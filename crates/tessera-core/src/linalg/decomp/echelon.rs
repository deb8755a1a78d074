//! Row echelon (REF) and reduced row echelon (RREF) forms.
//!
//! Both run the same forward pass of Gaussian elimination with partial
//! pivoting. For every column the row with the largest absolute entry at or
//! below the current pivot row is swapped into place and the entries below it
//! are eliminated. Columns without a usable pivot are zeroed and skipped, so
//! the pivot row only advances on real pivots and the number of pivots is the
//! numerical rank. RREF then normalizes every pivot to 1 and clears the rest
//! of its column.

use crate::config::Config;
use crate::error::Result;
use crate::matrix::Matrix;

/// Row echelon form of an `m x n` matrix.
#[derive(Debug, Clone, PartialEq)]
pub struct Ref {
    a: Matrix,
    swaps: usize,
    rank: usize,
}

impl Ref {
    /// Reduce `a` to row echelon form with the default [`Config`].
    ///
    /// ```
    /// # use tessera_core::{Matrix, Ref};
    /// let a = Matrix::build(&[[2.0, 1.0], [4.0, 3.0]]).unwrap();
    /// let r = Ref::decompose(&a);
    /// assert_eq!(r.a().as_slice(), &[4.0, 3.0, 0.0, -0.5]);
    /// assert_eq!(r.swaps(), 1);
    /// assert!((r.det().unwrap() - 2.0).abs() < 1e-12);
    /// ```
    pub fn decompose(a: &Matrix) -> Self {
        Self::decompose_with(a, &Config::default())
    }

    /// Reduce `a` to row echelon form using the thresholds in `config`.
    pub fn decompose_with(a: &Matrix, config: &Config) -> Self {
        let (m, n) = a.shape();
        let mut data = a.as_slice().to_vec();
        let tol = config.pivot_tolerance(m, n, a.max_abs());
        let Forward { swaps, pivots } = forward(&mut data, m, n, tol);

        Self {
            a: Matrix::from_vec_unchecked(data, m, n),
            swaps,
            rank: pivots.len(),
        }
    }

    /// The row echelon matrix.
    pub fn a(&self) -> &Matrix {
        &self.a
    }

    pub fn into_matrix(self) -> Matrix {
        self.a
    }

    /// Number of row exchanges performed.
    pub fn swaps(&self) -> usize {
        self.swaps
    }

    /// Number of usable pivots found.
    pub fn rank(&self) -> usize {
        self.rank
    }

    /// `true` if a column without a usable pivot was met before the pivots
    /// ran out, i.e. the rank is below `min(m, n)`.
    pub fn is_singular(&self) -> bool {
        self.rank < self.a.m().min(self.a.n())
    }

    /// Determinant of the original matrix: the product of the diagonal,
    /// negated for an odd number of swaps.
    pub fn det(&self) -> Result<f64> {
        let n = self.a.require_square("determinant")?;
        let product: f64 = (0..n).map(|i| self.a.as_slice()[i * n + i]).product();
        Ok(if self.swaps % 2 == 0 { product } else { -product })
    }
}

/// Reduced row echelon form of an `m x n` matrix.
#[derive(Debug, Clone, PartialEq)]
pub struct Rref {
    a: Matrix,
    pivots: Vec<usize>,
}

impl Rref {
    /// Reduce `a` to reduced row echelon form with the default [`Config`].
    ///
    /// ```
    /// # use tessera_core::{Matrix, Rref};
    /// let a = Matrix::build(&[[1.0, 2.0, 3.0], [2.0, 4.0, 7.0]]).unwrap();
    /// let r = Rref::decompose(&a);
    /// assert_eq!(r.a().as_slice(), &[1.0, 2.0, 0.0, 0.0, 0.0, 1.0]);
    /// assert_eq!(r.pivot_columns(), &[0, 2]);
    /// ```
    pub fn decompose(a: &Matrix) -> Self {
        Self::decompose_with(a, &Config::default())
    }

    /// Reduce `a` to reduced row echelon form using the thresholds in
    /// `config`.
    #[allow(clippy::needless_range_loop)]
    pub fn decompose_with(a: &Matrix, config: &Config) -> Self {
        let (m, n) = a.shape();
        let mut data = a.as_slice().to_vec();
        let tol = config.pivot_tolerance(m, n, a.max_abs());
        let Forward { pivots, .. } = forward(&mut data, m, n, tol);

        for (r, &c) in pivots.iter().enumerate().rev() {
            let pivot = data[r * n + c];
            for j in (c + 1)..n {
                data[r * n + j] /= pivot;
            }
            data[r * n + c] = 1.0;

            for i in 0..r {
                let factor = data[i * n + c];
                if factor == 0.0 {
                    continue;
                }
                for j in (c + 1)..n {
                    let rj = data[r * n + j];
                    data[i * n + j] -= factor * rj;
                }
                data[i * n + c] = 0.0;
            }
        }

        Self {
            a: Matrix::from_vec_unchecked(data, m, n),
            pivots,
        }
    }

    /// The reduced row echelon matrix.
    pub fn a(&self) -> &Matrix {
        &self.a
    }

    pub fn into_matrix(self) -> Matrix {
        self.a
    }

    /// Column index of the pivot in each non-zero row.
    pub fn pivot_columns(&self) -> &[usize] {
        &self.pivots
    }

    pub fn rank(&self) -> usize {
        self.pivots.len()
    }
}

// ======================================================================
// Forward elimination
// ======================================================================

struct Forward {
    swaps: usize,
    /// Pivot column of row `r` at index `r`.
    pivots: Vec<usize>,
}

#[allow(clippy::needless_range_loop)]
fn forward(data: &mut [f64], m: usize, n: usize, tol: f64) -> Forward {
    let mut swaps = 0;
    let mut pivots = Vec::with_capacity(m.min(n));
    let mut r = 0;

    for c in 0..n {
        if r == m {
            break;
        }

        let mut max_val = data[r * n + c].abs();
        let mut max_row = r;
        for i in (r + 1)..m {
            let val = data[i * n + c].abs();
            if val > max_val {
                max_val = val;
                max_row = i;
            }
        }

        if max_val <= tol {
            log::trace!("column {c}: no usable pivot (|max| = {max_val:e} <= {tol:e})");
            for i in r..m {
                data[i * n + c] = 0.0;
            }
            continue;
        }

        if max_row != r {
            for j in 0..n {
                data.swap(r * n + j, max_row * n + j);
            }
            swaps += 1;
        }
        log::trace!("column {c}: pivot {} from row {max_row}", data[r * n + c]);

        let pivot = data[r * n + c];
        for i in (r + 1)..m {
            let factor = data[i * n + c] / pivot;
            if factor == 0.0 {
                continue;
            }
            for j in (c + 1)..n {
                let rj = data[r * n + j];
                data[i * n + j] -= factor * rj;
            }
            data[i * n + c] = 0.0;
        }

        pivots.push(c);
        r += 1;
    }

    Forward { swaps, pivots }
}

#[cfg(test)]
#[allow(clippy::float_cmp)]
mod tests {
    use super::*;
    use crate::error::CoreError;

    fn a() -> Matrix {
        Matrix::quick(&[
            [22.0, -17.0, 12.0],
            [4.0, 11.0, -2.0],
            [20.0, -6.0, -9.0],
        ])
    }

    fn approx_eq(a: &[f64], b: &[f64], tol: f64) -> bool {
        a.len() == b.len() && a.iter().zip(b).all(|(&x, &y)| (x - y).abs() < tol)
    }

    #[test]
    fn test_ref_3x3() {
        let r = Ref::decompose(&a());
        assert!(approx_eq(
            r.a().as_slice(),
            &[
                22.0,
                -17.0,
                12.0,
                0.0,
                14.090_909_090_909_09,
                -4.181_818_181_818_182,
                0.0,
                0.0,
                -17.103_225_806_451_61,
            ],
            1e-12
        ));
        assert_eq!(r.swaps(), 0);
        assert_eq!(r.rank(), 3);
        assert!(!r.is_singular());
    }

    #[test]
    fn test_ref_below_pivots_exactly_zero() {
        let r = Ref::decompose(&a());
        let z = r.a();
        assert_eq!(z.get(1, 0).unwrap(), 0.0);
        assert_eq!(z.get(2, 0).unwrap(), 0.0);
        assert_eq!(z.get(2, 1).unwrap(), 0.0);
    }

    #[test]
    fn test_ref_counts_swaps() {
        let a = Matrix::quick(&[[0.0, 1.0], [1.0, 0.0]]);
        let r = Ref::decompose(&a);
        assert_eq!(r.swaps(), 1);
        assert_eq!(r.det().unwrap(), -1.0);
    }

    #[test]
    fn test_ref_rank_deficient() {
        let a = Matrix::quick(&[[1.0, 2.0, 3.0], [2.0, 4.0, 6.0], [7.0, 8.0, 9.0]]);
        let r = Ref::decompose(&a);
        assert_eq!(r.rank(), 2);
        assert!(r.is_singular());
        assert!(r.det().unwrap().abs() < 1e-12);
    }

    #[test]
    fn test_ref_rectangular() {
        let b = Matrix::quick(&[[13.0], [11.0], [9.0]]);
        let r = Ref::decompose(&b);
        assert_eq!(r.a().as_slice(), &[13.0, 0.0, 0.0]);
        assert_eq!(r.rank(), 1);
        assert!(!r.is_singular());
        assert!(r.det().is_err());

        let wide = Matrix::quick(&[[0.0, 0.0, 1.0], [0.0, 2.0, 4.0]]);
        let r = Ref::decompose(&wide);
        assert_eq!(r.a().as_slice(), &[0.0, 2.0, 4.0, 0.0, 0.0, 1.0]);
        assert_eq!(r.rank(), 2);
    }

    #[test]
    fn test_ref_zero_matrix() {
        let z = Matrix::zeros(2, 3).unwrap();
        let r = Ref::decompose(&z);
        assert_eq!(r.rank(), 0);
        assert!(r.is_singular());
    }

    #[test]
    fn test_ref_explicit_tolerance() {
        let a = Matrix::quick(&[[1.0, 0.0], [0.0, 1e-9]]);
        assert_eq!(Ref::decompose(&a).rank(), 2);
        let config = Config::default().with_pivot_tolerance(1e-6);
        assert_eq!(Ref::decompose_with(&a, &config).rank(), 1);
    }

    #[test]
    fn test_rref_full_rank_is_identity() {
        let r = Rref::decompose(&a());
        assert_eq!(r.a(), &Matrix::identity(3).unwrap());
        assert_eq!(r.rank(), 3);
    }

    #[test]
    fn test_rref_rank_deficient() {
        let a = Matrix::quick(&[[1.0, 2.0, 3.0], [2.0, 4.0, 6.0], [7.0, 8.0, 9.0]]);
        let r = Rref::decompose(&a);
        assert_eq!(r.pivot_columns(), &[0, 1]);
        let z = r.a();
        assert_eq!(z.row(0).unwrap()[..2], [1.0, 0.0]);
        assert_eq!(z.row(1).unwrap()[..2], [0.0, 1.0]);
        assert!(approx_eq(z.row(0).unwrap(), &[1.0, 0.0, -1.0], 1e-12));
        assert!(approx_eq(z.row(1).unwrap(), &[0.0, 1.0, 2.0], 1e-12));
        assert_eq!(z.row(2).unwrap(), &[0.0, 0.0, 0.0]);
    }

    #[test]
    fn test_rref_augmented_system() {
        // x + y = 3, x - y = 1  =>  x = 2, y = 1
        let a = Matrix::quick(&[[1.0, 1.0, 3.0], [1.0, -1.0, 1.0]]);
        let r = Rref::decompose(&a);
        assert!(approx_eq(r.a().as_slice(), &[1.0, 0.0, 2.0, 0.0, 1.0, 1.0], 1e-12));
    }

    #[test]
    fn test_det() {
        assert!((Ref::decompose(&a()).det().unwrap() - -5302.0).abs() < 1e-9);
        let c = Matrix::quick(&[[4.0, 6.0, -12.0], [1.0, 3.0, 5.0], [-10.0, -1.0, 14.0]]);
        let r = Ref::decompose(&c);
        assert!((r.det().unwrap() - -544.0).abs() < 1e-9);
        assert_eq!(r.rank(), 3);
        let b = Matrix::quick(&[[13.0], [11.0], [9.0]]);
        assert!(matches!(
            Ref::decompose(&b).det().unwrap_err(),
            CoreError::NotSquare { .. }
        ));
    }
}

== == ==

• Task goal
Make a copy of each line in the records that has the word "factor".

• Task answer
                let factor = data[i * n + c];
                if factor == 0.0 {
                    data[i * n + j] -= factor * rj;
            let factor = data[i * n + c] / pivot;
            if factor == 0.0 {
                data[i * n + j] -= factor * rj;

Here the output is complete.